Thanks, Ruth and Robin, for such interesting contributions to CCBC-NET. My goodness, from gooseberries to gandy dancers - all in a few hours!
     Unrelated trivia for Wisconsin and Minnesota neighbors: there's a new bicycle trail in Burnett County called the Gandy Dancer Trail
(between Webster and Danbury). It follows a former train track.
     Even though this is the last day "scheduled" for discussing The Well and other books by Mildred Taylor, please continue to make comments about these and other books from past months whenever you read them, re-read them, and gain insights into them based on teaching them or using them in other ways with young readers. Just because there is a CCBC-NET discussion "schedule" does not mean that your comments on other books are unwelcome. Quite the contrary.
     Sorry about the recent postings to all that should have been sent only to one person. Everyone is learning "the system," as it were. We understand... Thanks, Chris, for sending everyone a list of the commands once again. This helps...
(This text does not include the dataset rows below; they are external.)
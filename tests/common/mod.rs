// Shared helpers for integration tests.
//
// Provides a temporary-directory-backed sandbox (home, dotfiles source and
// state directories), an in-memory package manager, and engine builders so
// each integration test can set up an isolated environment without
// repeating filesystem boilerplate.
//
// Used by all integration test binaries that declare `mod common;`.
#![allow(dead_code)]

use std::cell::RefCell;
use std::collections::BTreeSet;
use std::path::{Path, PathBuf};
use std::rc::Rc;
use std::sync::Arc;

use dotfiles_engine::adapters::{PackageManager, Registry, TapSupport};
use dotfiles_engine::config::Config;
use dotfiles_engine::dotfiles::DotfilesManager;
use dotfiles_engine::engine::Engine;
use dotfiles_engine::logging::Logger;
use dotfiles_engine::mode::ExecutionMode;
use dotfiles_engine::state::StateManager;

/// An isolated home, source and state layout backed by a
/// [`tempfile::TempDir`].
///
/// ```text
/// <root>/home    home directory; every link target lives here
/// <root>/src     dotfiles source directory
/// <root>/state   state directory
/// ```
pub struct Sandbox {
    /// Keeps the directory alive for the test's duration.
    pub root: tempfile::TempDir,
    /// Canonical home directory.
    pub home: PathBuf,
    /// Canonical source directory.
    pub src: PathBuf,
    /// State directory.
    pub state: PathBuf,
}

impl Sandbox {
    /// Create the three directories.
    pub fn new() -> Self {
        let root = tempfile::tempdir().expect("create temp dir");
        let base = dunce::canonicalize(root.path()).expect("canonicalize temp dir");
        let home = base.join("home");
        let src = base.join("src");
        std::fs::create_dir_all(&home).expect("create home");
        std::fs::create_dir_all(&src).expect("create src");
        Self {
            root,
            state: base.join("state"),
            home,
            src,
        }
    }

    /// Canonical path of the temp root, outside home.
    pub fn base(&self) -> PathBuf {
        self.home.parent().expect("home has a parent").to_path_buf()
    }

    /// Write `content` to `<src>/<rel>`, creating parents.
    pub fn write_source(&self, rel: &str, content: &str) -> PathBuf {
        write(&self.src.join(rel), content)
    }

    /// Write `content` to `<home>/<rel>`, creating parents.
    pub fn write_home(&self, rel: &str, content: &str) -> PathBuf {
        write(&self.home.join(rel), content)
    }

    /// Parse `body` as config TOML after substituting `{src}` and `{home}`.
    ///
    /// A `[dotfiles]` table pointing at the sandbox source directory is
    /// appended unless `body` declares its own.
    pub fn config(&self, body: &str) -> Config {
        let mut text = body
            .replace("{src}", &toml_path(&self.src))
            .replace("{home}", &toml_path(&self.home));
        if !text.contains("[dotfiles]") {
            text.push_str(&format!(
                "\n[dotfiles]\nsource_dir = \"{}\"\n",
                toml_path(&self.src)
            ));
        }
        Config::from_toml_str(&text).expect("parse config")
    }

    /// Engine writing to the real sandbox home.
    pub fn engine(&self, registry: Registry) -> Engine {
        self.engine_with_mode(registry, ExecutionMode::Real, &self.state)
    }

    /// Engine with an explicit mode and state directory.
    pub fn engine_with_mode(&self, registry: Registry, mode: ExecutionMode, state: &Path) -> Engine {
        Engine::new(
            registry,
            StateManager::new(state).expect("open state dir"),
            DotfilesManager::new(&self.home, mode),
            Arc::new(Logger::new("integration-test")),
        )
    }
}

fn write(path: &Path, content: &str) -> PathBuf {
    if let Some(parent) = path.parent() {
        std::fs::create_dir_all(parent).expect("create parent");
    }
    std::fs::write(path, content).expect("write file");
    path.to_path_buf()
}

fn toml_path(path: &Path) -> String {
    path.display().to_string().replace('\\', "\\\\")
}

#[derive(Default)]
struct FakeInner {
    installed: BTreeSet<String>,
    taps: BTreeSet<String>,
    casks: BTreeSet<String>,
    calls: Vec<String>,
    fail_install: bool,
}

/// In-memory package manager registered as `fake`.
///
/// Clones share the same state, so a test keeps one handle and boxes
/// another into the [`Registry`].
#[derive(Clone, Default)]
pub struct FakePackageManager {
    inner: Rc<RefCell<FakeInner>>,
}

impl FakePackageManager {
    /// A manager with `names` already installed.
    pub fn with_installed(names: &[&str]) -> Self {
        let fake = Self::default();
        fake.inner
            .borrow_mut()
            .installed
            .extend(names.iter().map(ToString::to_string));
        fake
    }

    /// Make every later `install` call fail.
    pub fn fail_installs(&self) {
        self.inner.borrow_mut().fail_install = true;
    }

    /// Mutating calls made so far, e.g. `install ripgrep`.
    pub fn calls(&self) -> Vec<String> {
        self.inner.borrow().calls.clone()
    }

    /// Whether `name` is currently installed.
    pub fn has(&self, name: &str) -> bool {
        self.inner.borrow().installed.contains(name)
    }

    /// Whether the tap was added.
    pub fn has_tap(&self, name: &str) -> bool {
        self.inner.borrow().taps.contains(name)
    }

    /// Whether the cask was installed.
    pub fn has_cask(&self, name: &str) -> bool {
        self.inner.borrow().casks.contains(name)
    }

    /// A registry holding a handle to this manager.
    pub fn registry(&self) -> Registry {
        Registry::new().with_package_manager(Box::new(self.clone()))
    }

    fn log(&self, call: String) {
        self.inner.borrow_mut().calls.push(call);
    }
}

impl PackageManager for FakePackageManager {
    fn name(&self) -> &'static str {
        "fake"
    }

    fn install(&self, names: &[String]) -> anyhow::Result<()> {
        self.log(format!("install {}", names.join(" ")));
        if self.inner.borrow().fail_install {
            anyhow::bail!("install {} failed", names.join(" "));
        }
        self.inner
            .borrow_mut()
            .installed
            .extend(names.iter().cloned());
        Ok(())
    }

    fn uninstall(&self, names: &[String]) -> anyhow::Result<()> {
        self.log(format!("uninstall {}", names.join(" ")));
        let mut inner = self.inner.borrow_mut();
        for name in names {
            inner.installed.remove(name);
        }
        Ok(())
    }

    fn update(&self, names: &[String]) -> anyhow::Result<()> {
        self.log(format!("update {}", names.join(" ")));
        Ok(())
    }

    fn is_installed(&self, name: &str) -> anyhow::Result<bool> {
        Ok(self.has(name))
    }

    fn list_installed(&self) -> anyhow::Result<Vec<String>> {
        Ok(self.inner.borrow().installed.iter().cloned().collect())
    }

    fn as_tap_support(&self) -> Option<&dyn TapSupport> {
        Some(self)
    }
}

impl TapSupport for FakePackageManager {
    fn tap(&self, name: &str) -> anyhow::Result<()> {
        self.log(format!("tap {name}"));
        self.inner.borrow_mut().taps.insert(name.to_string());
        Ok(())
    }

    fn is_tapped(&self, name: &str) -> anyhow::Result<bool> {
        Ok(self.has_tap(name))
    }

    fn install_casks(&self, names: &[String]) -> anyhow::Result<()> {
        self.log(format!("install --cask {}", names.join(" ")));
        self.inner.borrow_mut().casks.extend(names.iter().cloned());
        Ok(())
    }

    fn is_cask_installed(&self, name: &str) -> anyhow::Result<bool> {
        Ok(self.has_cask(name))
    }
}
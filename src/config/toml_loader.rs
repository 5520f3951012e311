//! TOML file loading.
use anyhow::{Context, Result};
use serde::de::DeserializeOwned;
use std::path::Path;

/// Load and deserialize a TOML file.
///
/// A missing file deserializes as empty TOML, so every table falls back to
/// its defaults.
///
/// # Errors
///
/// Returns an error if the file cannot be read or parsed.
pub fn load_config<T: DeserializeOwned>(path: &Path) -> Result<T> {
    if !path.exists() {
        tracing::debug!("config file {} not found, using defaults", path.display());
        return parse("").context("Failed to create empty config");
    }

    let content = std::fs::read_to_string(path)
        .with_context(|| format!("Failed to read config file: {}", path.display()))?;

    parse(&content).with_context(|| format!("Failed to parse TOML config: {}", path.display()))
}

/// Deserialize TOML text.
///
/// # Errors
///
/// Returns an error if `content` is not valid TOML for `T`.
pub fn parse<T: DeserializeOwned>(content: &str) -> Result<T> {
    Ok(toml::from_str(content)?)
}

#[cfg(test)]
#[allow(clippy::expect_used, clippy::unwrap_used)]
mod tests {
    use super::*;
    use crate::config::Config;

    #[test]
    fn missing_file_is_empty_config() {
        let dir = tempfile::tempdir().unwrap();
        let config: Config = load_config(&dir.path().join("absent.toml")).unwrap();
        assert_eq!(config, Config::default());
    }

    #[test]
    fn parse_error_names_the_file() {
        let dir = tempfile::tempdir().unwrap();
        let path = dir.path().join("config.toml");
        std::fs::write(&path, "keep_checkpoints = [").unwrap();
        let err = load_config::<Config>(&path).unwrap_err();
        assert!(format!("{err:#}").contains("config.toml"));
    }

    #[test]
    fn loads_file_from_disk() {
        let dir = tempfile::tempdir().unwrap();
        let path = dir.path().join("config.toml");
        std::fs::write(&path, "keep_checkpoints = 4\n").unwrap();
        let config: Config = load_config(&path).unwrap();
        assert_eq!(config.keep_checkpoints(), 4);
    }
}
     Who has read The Midwife's Apprentice? What are your first impressions? (If you don't have access to this book yet, have you read Catherine, Called Birdy also written by Karen Cushman? Comments?) Cheers! Ginny
******************************************************************** Ginny Moore Kruse (gmkruse at ccbc.soemadison.wisc.edu) Cooperative Children's Book Center (CCBC) A Library of the School of Education University of Wisconsin - Madison

On this last day to talk about the Logan family i want to suggest "Gandy Dancers" which I saw on Public Television in Sept. Gandy dancers are the men who kept the railroad ties straight after the trains had passed and they also made necessaty repairs. A group of elderly Black men demonstr ated the songs and chants along with their work and in informal interviews discussed the status,conditions and meaning of railroad workers in the black community at about the time when David Logan was supporting his family by working on the railroad. These men spoke with such good humor, sang with such style and grace, and had the dignity which MIldred Taylor has written into the character of David Logan as the father of a fine family. It's impossible to predict local tv listings! So keep your eyes out for "Gandy Dancers".

Ruth Heespelink, Curriculum Resources Librarian and children's literature instructor at Wheelock College, Boston, Mass.